> _ASSIGNMENT_
Search the material below for the string "BTreeMap" and extract each line that has it.

> _RECORDS_
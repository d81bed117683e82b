//! Progress tracking across seeders
//!
//! One [`ProgressTracker`] is owned by the run coordinator and shared with
//! the batch executor. Counters are atomics so concurrently running groups
//! can update them without locks.

use crate::core::executor::RecordOutcome;
use serde::Serialize;
use std::collections::BTreeMap;
use std::sync::atomic::{AtomicUsize, Ordering};
use std::sync::{Arc, Mutex};
use std::time::{Duration, Instant};

/// Live counters for one operation
#[derive(Debug, Default)]
pub struct EntityCounters {
    created: AtomicUsize,
    skipped: AtomicUsize,
    errors: AtomicUsize,
    presented: AtomicUsize,
    skip: AtomicUsize,
    total: AtomicUsize,
}

impl EntityCounters {
    fn new(total: usize, skip: usize) -> Self {
        let counters = Self::default();
        counters.total.store(total, Ordering::SeqCst);
        counters.skip.store(skip, Ordering::SeqCst);
        counters
    }

    /// Count one record presented to the processing function
    ///
    /// Errors are folded into `skipped` and also counted in `errors`.
    pub fn record(&self, outcome: RecordOutcome) {
        match outcome {
            RecordOutcome::Created => {
                self.created.fetch_add(1, Ordering::SeqCst);
            }
            RecordOutcome::Skipped => {
                self.skipped.fetch_add(1, Ordering::SeqCst);
            }
            RecordOutcome::Error => {
                self.skipped.fetch_add(1, Ordering::SeqCst);
                self.errors.fetch_add(1, Ordering::SeqCst);
            }
        }
        self.presented.fetch_add(1, Ordering::SeqCst);
    }

    pub fn snapshot(&self) -> EntityProgress {
        EntityProgress {
            created: self.created.load(Ordering::SeqCst),
            skipped: self.skipped.load(Ordering::SeqCst),
            errors: self.errors.load(Ordering::SeqCst),
            presented: self.presented.load(Ordering::SeqCst),
            skip: self.skip.load(Ordering::SeqCst),
            total: self.total.load(Ordering::SeqCst),
        }
    }
}

/// Point-in-time copy of one operation's counters
#[derive(Debug, Clone, Copy, PartialEq, Eq, Default, Serialize)]
pub struct EntityProgress {
    pub created: usize,
    pub skipped: usize,
    /// Subset of `skipped` that failed in the store
    pub errors: usize,
    /// Records handed to the processing function this run
    pub presented: usize,
    /// Leading records bypassed by the skip offset
    pub skip: usize,
    /// Size of the source collection
    pub total: usize,
}

impl EntityProgress {
    /// Position in the source collection, skip included
    pub fn position(&self) -> usize {
        self.skip + self.presented
    }
}

/// Aggregates counters for every operation in a run
#[derive(Debug)]
pub struct ProgressTracker {
    started: Instant,
    entries: Mutex<BTreeMap<String, Arc<EntityCounters>>>,
}

impl ProgressTracker {
    pub fn new() -> Self {
        Self {
            started: Instant::now(),
            entries: Mutex::new(BTreeMap::new()),
        }
    }

    /// Start (or restart) tracking an operation and return its counters
    pub fn begin(&self, operation: &str, total: usize, skip: usize) -> Arc<EntityCounters> {
        let counters = Arc::new(EntityCounters::new(total, skip));
        self.entries
            .lock()
            .unwrap_or_else(|poisoned| poisoned.into_inner())
            .insert(operation.to_string(), Arc::clone(&counters));
        counters
    }

    /// Snapshots of every tracked operation, ordered by name
    fn snapshots(&self) -> Vec<(String, EntityProgress)> {
        self.entries
            .lock()
            .unwrap_or_else(|poisoned| poisoned.into_inner())
            .iter()
            .map(|(name, counters)| (name.clone(), counters.snapshot()))
            .collect()
    }

    /// Sum over every tracked operation
    pub fn totals(&self) -> EntityProgress {
        self.snapshots()
            .into_iter()
            .fold(EntityProgress::default(), |acc, (_, p)| EntityProgress {
                created: acc.created + p.created,
                skipped: acc.skipped + p.skipped,
                errors: acc.errors + p.errors,
                presented: acc.presented + p.presented,
                skip: acc.skip + p.skip,
                total: acc.total + p.total,
            })
    }

    pub fn elapsed(&self) -> Duration {
        self.started.elapsed()
    }
}

impl Default for ProgressTracker {
    fn default() -> Self {
        Self::new()
    }
}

> _RESPONSE TO THE EXERCISE_
use std::collections::BTreeMap;
    entries: Mutex<BTreeMap<String, Arc<EntityCounters>>>,
            entries: Mutex::new(BTreeMap::new()),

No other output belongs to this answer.